**Work instruction:** Repeat the listing that follows without a single change.

**Data for analysis:**
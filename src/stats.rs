//! Rolling productivity statistics for a single viewer.

use chrono::{DateTime, Duration, Utc};
use chrono_tz::Tz;

use crate::timeutil::{local_midnight, local_week_start, parse_datetime};
use crate::types::{StatsSnapshot, Task, TypeCount, WeekActivity};

/// The histogram always covers this many weeks, current week last.
const WEEKLY_ACTIVITY_WEEKS: i64 = 4;
/// Bucket for tasks with no type tag.
const DEFAULT_TASK_TYPE: &str = "other";

/// Compute the viewer's statistics snapshot from the raw task collection.
///
/// Rates use a zero-guarded denominator: a viewer with no assigned tasks
/// gets `completionRate = 0` and `unfinishedRate = 0`, never NaN. The two
/// rates round independently and may not sum to exactly 100.
///
/// `weeklyActivity` is exactly [`WEEKLY_ACTIVITY_WEEKS`] entries, oldest
/// first, labeled `W1..W4`, each counting completed tasks whose latest
/// `updatedAt` falls inside that Sunday-anchored local week. The aggregator
/// has no history: it reflects present state, so a task re-opened and
/// re-completed counts only under its latest `updatedAt`.
pub fn compute_stats(tasks: &[Task], viewer_id: &str, now: DateTime<Utc>, tz: &Tz) -> StatsSnapshot {
    let assigned: Vec<&Task> = tasks
        .iter()
        .filter(|task| task.assignee_ids.iter().any(|id| id == viewer_id))
        .collect();

    let total = assigned.len() as u32;
    let completed = assigned
        .iter()
        .filter(|task| task.status == "completed")
        .count() as u32;
    let denominator = total.max(1);

    let completion_rate = round_rate(completed, denominator);
    let unfinished_rate = round_rate(total - completed, denominator);

    let mut type_distribution: Vec<TypeCount> = Vec::new();
    for task in assigned.iter().filter(|task| !task.archived) {
        let tag = task
            .task_type
            .as_deref()
            .filter(|t| !t.trim().is_empty())
            .unwrap_or(DEFAULT_TASK_TYPE);
        match type_distribution.iter_mut().find(|tc| tc.task_type == tag) {
            Some(bucket) => bucket.count += 1,
            None => type_distribution.push(TypeCount {
                task_type: tag.to_string(),
                count: 1,
            }),
        }
    }

    let current_week_start = local_week_start(now, tz);
    let mut weekly_activity = Vec::with_capacity(WEEKLY_ACTIVITY_WEEKS as usize);
    for offset in (0..WEEKLY_ACTIVITY_WEEKS).rev() {
        let week_date = current_week_start - Duration::days(7 * offset);
        let week_start = local_midnight(tz, week_date);
        let week_end = local_midnight(tz, week_date + Duration::days(7));

        let completed_in_week = assigned
            .iter()
            .filter(|task| task.status == "completed")
            .filter(|task| {
                task.updated_at
                    .as_deref()
                    .and_then(parse_datetime)
                    .map_or(false, |updated| updated >= week_start && updated < week_end)
            })
            .count() as u32;

        weekly_activity.push(WeekActivity {
            label: format!("W{}", WEEKLY_ACTIVITY_WEEKS - offset),
            completed: completed_in_week,
        });
    }

    StatsSnapshot {
        completion_rate,
        unfinished_rate,
        type_distribution,
        weekly_activity,
    }
}

fn round_rate(count: u32, denominator: u32) -> u32 {
    (f64::from(count) * 100.0 / f64::from(denominator)).round() as u32
}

**Finished task:**
filename src/stats.rs
//! Rolling productivity statistics for a single viewer.

use chrono::{DateTime, Duration, Utc};
use chrono_tz::Tz;

use crate::timeutil::{local_midnight, local_week_start, parse_datetime};
use crate::types::{StatsSnapshot, Task, TypeCount, WeekActivity};

/// The histogram always covers this many weeks, current week last.
const WEEKLY_ACTIVITY_WEEKS: i64 = 4;
/// Bucket for tasks with no type tag.
const DEFAULT_TASK_TYPE: &str = "other";

/// Compute the viewer's statistics snapshot from the raw task collection.
///
/// Rates use a zero-guarded denominator: a viewer with no assigned tasks
/// gets `completionRate = 0` and `unfinishedRate = 0`, never NaN. The two
/// rates round independently and may not sum to exactly 100.
///
/// `weeklyActivity` is exactly [`WEEKLY_ACTIVITY_WEEKS`] entries, oldest
/// first, labeled `W1..W4`, each counting completed tasks whose latest
/// `updatedAt` falls inside that Sunday-anchored local week. The aggregator
/// has no history: it reflects present state, so a task re-opened and
/// re-completed counts only under its latest `updatedAt`.
pub fn compute_stats(tasks: &[Task], viewer_id: &str, now: DateTime<Utc>, tz: &Tz) -> StatsSnapshot {
    let assigned: Vec<&Task> = tasks
        .iter()
        .filter(|task| task.assignee_ids.iter().any(|id| id == viewer_id))
        .collect();

    let total = assigned.len() as u32;
    let completed = assigned
        .iter()
        .filter(|task| task.status == "completed")
        .count() as u32;
    let denominator = total.max(1);

    let completion_rate = round_rate(completed, denominator);
    let unfinished_rate = round_rate(total - completed, denominator);

    let mut type_distribution: Vec<TypeCount> = Vec::new();
    for task in assigned.iter().filter(|task| !task.archived) {
        let tag = task
            .task_type
            .as_deref()
            .filter(|t| !t.trim().is_empty())
            .unwrap_or(DEFAULT_TASK_TYPE);
        match type_distribution.iter_mut().find(|tc| tc.task_type == tag) {
            Some(bucket) => bucket.count += 1,
            None => type_distribution.push(TypeCount {
                task_type: tag.to_string(),
                count: 1,
            }),
        }
    }

    let current_week_start = local_week_start(now, tz);
    let mut weekly_activity = Vec::with_capacity(WEEKLY_ACTIVITY_WEEKS as usize);
    for offset in (0..WEEKLY_ACTIVITY_WEEKS).rev() {
        let week_date = current_week_start - Duration::days(7 * offset);
        let week_start = local_midnight(tz, week_date);
        let week_end = local_midnight(tz, week_date + Duration::days(7));

        let completed_in_week = assigned
            .iter()
            .filter(|task| task.status == "completed")
            .filter(|task| {
                task.updated_at
                    .as_deref()
                    .and_then(parse_datetime)
                    .map_or(false, |updated| updated >= week_start && updated < week_end)
            })
            .count() as u32;

        weekly_activity.push(WeekActivity {
            label: format!("W{}", WEEKLY_ACTIVITY_WEEKS - offset),
            completed: completed_in_week,
        });
    }

    StatsSnapshot {
        completion_rate,
        unfinished_rate,
        type_distribution,
        weekly_activity,
    }
}

fn round_rate(count: u32, denominator: u32) -> u32 {
    (f64::from(count) * 100.0 / f64::from(denominator)).round() as u32
}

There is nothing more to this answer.